Tuesday, March 4, 2008

Follow That CAB

The second episode of Dirty Money, TV3’s series on the Criminal Assets Bureau and its war on Irish organised crime, screened last night, CAB being a unique and largely successful Irish experiment in targeting criminals’ assets whether or not it could be proved individuals had broken any actual laws in accumulating them. CAB came into being in the wake of the murder of the Sunday Independent’s investigative reporter Veronica Guerin (and, lest we forget, that of Detective Jerry McCabe), and the series is narrated by Guerin’s then peer and rival, Paul Williams of the Sunday World (the series is loosely based on Williams’ best-selling account of the period, THE UNTOUCHABLES).

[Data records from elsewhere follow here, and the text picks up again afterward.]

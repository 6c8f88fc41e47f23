use std::path::{Path, PathBuf};

use indexmap::IndexMap;
use serde::{Deserialize, Deserializer};
use serde_yaml::Value;

use crate::error::{ConfigError, Result};
use crate::settings::{SETTINGS, SettingDef, SettingKind};
use crate::source::{ConfigSource, parse_bool, parse_int};

/// Configuration layer read from a YAML file.
///
/// The file is a flat mapping from environment key to scalar:
///
/// ```yaml
/// DD_AGENT_HOST: agent.internal
/// DD_TRACE_AGENT_PORT: 8126
/// DD_PROFILING_ENABLED: true
/// ```
#[derive(Debug, Clone, Default, PartialEq, Deserialize)]
#[serde(transparent)]
pub struct FileSource {
    #[serde(deserialize_with = "scalars")]
    values: IndexMap<String, String>,
    /// File the values were read from, if any.
    #[serde(skip)]
    path: Option<PathBuf>,
}

impl FileSource {
    pub fn load<P: AsRef<Path>>(path: P) -> Result<Self> {
        let path = path.as_ref();
        let mut source = Self::parse(&std::fs::read_to_string(path)?)?;
        source.path = Some(path.canonicalize()?);
        Ok(source)
    }

    pub fn parse(yaml: &str) -> Result<Self> {
        if yaml.trim().is_empty() {
            return Ok(Self::default());
        }
        let source: FileSource = serde_yaml::from_str(yaml)?;
        source.validate(&SETTINGS)?;
        Ok(source)
    }

    pub fn path(&self) -> Option<&Path> {
        self.path.as_deref()
    }

    pub fn len(&self) -> usize {
        self.values.len()
    }

    pub fn is_empty(&self) -> bool {
        self.values.is_empty()
    }

    /// Checks that every recognized key holds a value of the right type.
    /// Unrecognized keys are kept but reported.
    pub fn validate(&self, settings: &[SettingDef]) -> Result<()> {
        for (key, value) in self.values.iter() {
            if key.is_empty() {
                return Err(ConfigError::InvalidFile("Keys must not be empty".to_string()));
            }

            let Some(def) = settings.iter().find(|def| def.env == key.as_str()) else {
                tracing::warn!("ignoring unknown setting {key} in config file");
                continue;
            };

            let valid = match def.kind() {
                SettingKind::Str => true,
                SettingKind::Int => parse_int(value).is_some(),
                SettingKind::Bool => parse_bool(value).is_some(),
            };
            if !valid {
                return Err(ConfigError::InvalidFile(format!(
                    "{key} expects {} value, got {value:?}",
                    def.kind()
                )));
            }
        }
        Ok(())
    }
}

/// Reads a flat mapping, turning scalars into their string form and dropping
/// null entries.
fn scalars<'de, D>(deserializer: D) -> std::result::Result<IndexMap<String, String>, D::Error>
where
    D: Deserializer<'de>,
{
    let raw = IndexMap::<String, Value>::deserialize(deserializer)?;
    let mut values = IndexMap::with_capacity(raw.len());
    for (key, value) in raw {
        let text = match value {
            Value::Null => continue,
            Value::Bool(b) => b.to_string(),
            Value::Number(n) => n.to_string(),
            Value::String(s) => s,
            Value::Sequence(_) | Value::Mapping(_) | Value::Tagged(_) => {
                return Err(<D::Error as serde::de::Error>::custom(format!(
                    "{key} must be a scalar value"
                )));
            }
        };
        values.insert(key, text);
    }
    Ok(values)
}

impl ConfigSource for FileSource {
    fn raw(&self, key: &str) -> Option<String> {
        self.values.get(key).filter(|v| !v.is_empty()).cloned()
    }

    fn name(&self) -> &str {
        "file"
    }
}
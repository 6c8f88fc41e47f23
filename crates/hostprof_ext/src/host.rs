use std::ptr::NonNull;
use std::sync::atomic::AtomicBool;

use crate::handlers::FunctionTable;
use crate::interrupt::current_thread_interrupt;
use crate::registry::{ModuleRegistry, StaticRegistry};

/// Services the embedding host provides to the extension.
pub trait Host: Send + Sync {
    fn module_registry(&self) -> &dyn ModuleRegistry;

    fn function_table(&self) -> &FunctionTable;

    /// Interrupt flag of the calling host thread.
    fn vm_interrupt_address(&self) -> NonNull<AtomicBool>;
}

/// Host whose registry and function table live in this process.
#[derive(Debug, Default)]
pub struct InProcessHost {
    registry: StaticRegistry,
    functions: FunctionTable,
}

impl InProcessHost {
    pub fn new(registry: StaticRegistry, functions: FunctionTable) -> Self {
        Self {
            registry,
            functions,
        }
    }
}

impl Host for InProcessHost {
    fn module_registry(&self) -> &dyn ModuleRegistry {
        &self.registry
    }

    fn function_table(&self) -> &FunctionTable {
        &self.functions
    }

    fn vm_interrupt_address(&self) -> NonNull<AtomicBool> {
        current_thread_interrupt()
    }
}
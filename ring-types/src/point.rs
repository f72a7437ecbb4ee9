#[cfg(feature = "approx")]
use approx::{AbsDiffEq, RelativeEq, UlpsEq};

/// An ordered pair `(x, y)` of finite reals on the Euclidean plane.
///
/// Two points are equal iff both components are bit-equal — `Point`
/// derives `PartialEq` directly over its `f64` fields rather than
/// comparing within a tolerance. Code that wants a tolerant comparison
/// (tests, mostly) should reach for [`AbsDiffEq`]/[`RelativeEq`] behind
/// the `approx` feature instead of loosening this type's `==`.
///
/// # Examples
///
/// ```
/// use ring_types::Point;
///
/// let p = Point::new(1.0, 2.0);
/// assert_eq!(p.x(), 1.0);
/// assert_eq!(p.y(), 2.0);
/// ```
#[derive(Debug, Clone, Copy, PartialEq)]
#[cfg_attr(feature = "serde", derive(serde::Serialize, serde::Deserialize))]
pub struct Point {
    x: f64,
    y: f64,
}

impl Point {
    /// Creates a new point from its `x`/`y` ordinates.
    #[inline]
    pub const fn new(x: f64, y: f64) -> Self {
        Point { x, y }
    }

    #[inline]
    pub const fn x(&self) -> f64 {
        self.x
    }

    #[inline]
    pub const fn y(&self) -> f64 {
        self.y
    }

    #[inline]
    pub fn x_y(&self) -> (f64, f64) {
        (self.x, self.y)
    }

    /// Returns a new point translated by `(dx, dy)`.
    ///
    /// Translation never mutates in place; every geometry built on top of
    /// `Point` follows the same rule (see `Series::translate`).
    #[inline]
    pub fn translated(&self, dx: f64, dy: f64) -> Self {
        Point::new(self.x + dx, self.y + dy)
    }
}

impl From<(f64, f64)> for Point {
    #[inline]
    fn from(xy: (f64, f64)) -> Self {
        Point::new(xy.0, xy.1)
    }
}

impl From<[f64; 2]> for Point {
    #[inline]
    fn from(xy: [f64; 2]) -> Self {
        Point::new(xy[0], xy[1])
    }
}

impl From<Point> for (f64, f64) {
    #[inline]
    fn from(p: Point) -> Self {
        (p.x, p.y)
    }
}

#[cfg(feature = "approx")]
impl AbsDiffEq for Point {
    type Epsilon = f64;

    #[inline]
    fn default_epsilon() -> f64 {
        f64::default_epsilon()
    }

    #[inline]
    fn abs_diff_eq(&self, other: &Self, epsilon: f64) -> bool {
        f64::abs_diff_eq(&self.x, &other.x, epsilon) && f64::abs_diff_eq(&self.y, &other.y, epsilon)
    }
}

#[cfg(feature = "approx")]
impl RelativeEq for Point {
    #[inline]
    fn default_max_relative() -> f64 {
        f64::default_max_relative()
    }

    #[inline]
    fn relative_eq(&self, other: &Self, epsilon: f64, max_relative: f64) -> bool {
        f64::relative_eq(&self.x, &other.x, epsilon, max_relative)
            && f64::relative_eq(&self.y, &other.y, epsilon, max_relative)
    }
}

#[cfg(feature = "approx")]
impl UlpsEq for Point {
    #[inline]
    fn default_max_ulps() -> u32 {
        f64::default_max_ulps()
    }

    #[inline]
    fn ulps_eq(&self, other: &Self, epsilon: f64, max_ulps: u32) -> bool {
        f64::ulps_eq(&self.x, &other.x, epsilon, max_ulps)
            && f64::ulps_eq(&self.y, &other.y, epsilon, max_ulps)
    }
}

Marred by excessive Sunday World branding, and a faux hardboiled delivery on Williams’ part, it is nonetheless a fascinating account of a watershed in the Irish public consciousness, not least for its impressive array of talking heads, which includes most of the main players from the time. The first vid we posted had no sound, mainly because we're monkeys when it comes to the techie stuff, but our second attempt (featuring the relevant ministers Ruari Quinn and Nora Owen, and the then Garda Commissioner Pat Byrne) tries to answer John McFetridge's question in the comment box, about how you get the country to care about such matters. You take the Twenty Major approach, if Ruari Quinn is anything to go by ... Roll it there, Collette …

4 comments:

  1. Oh, I was watching this last night.

    I had the 'Now it was personal' line spouted about two seconds before him. Then I laughed. What else can you do?

    ps - no sound on that video.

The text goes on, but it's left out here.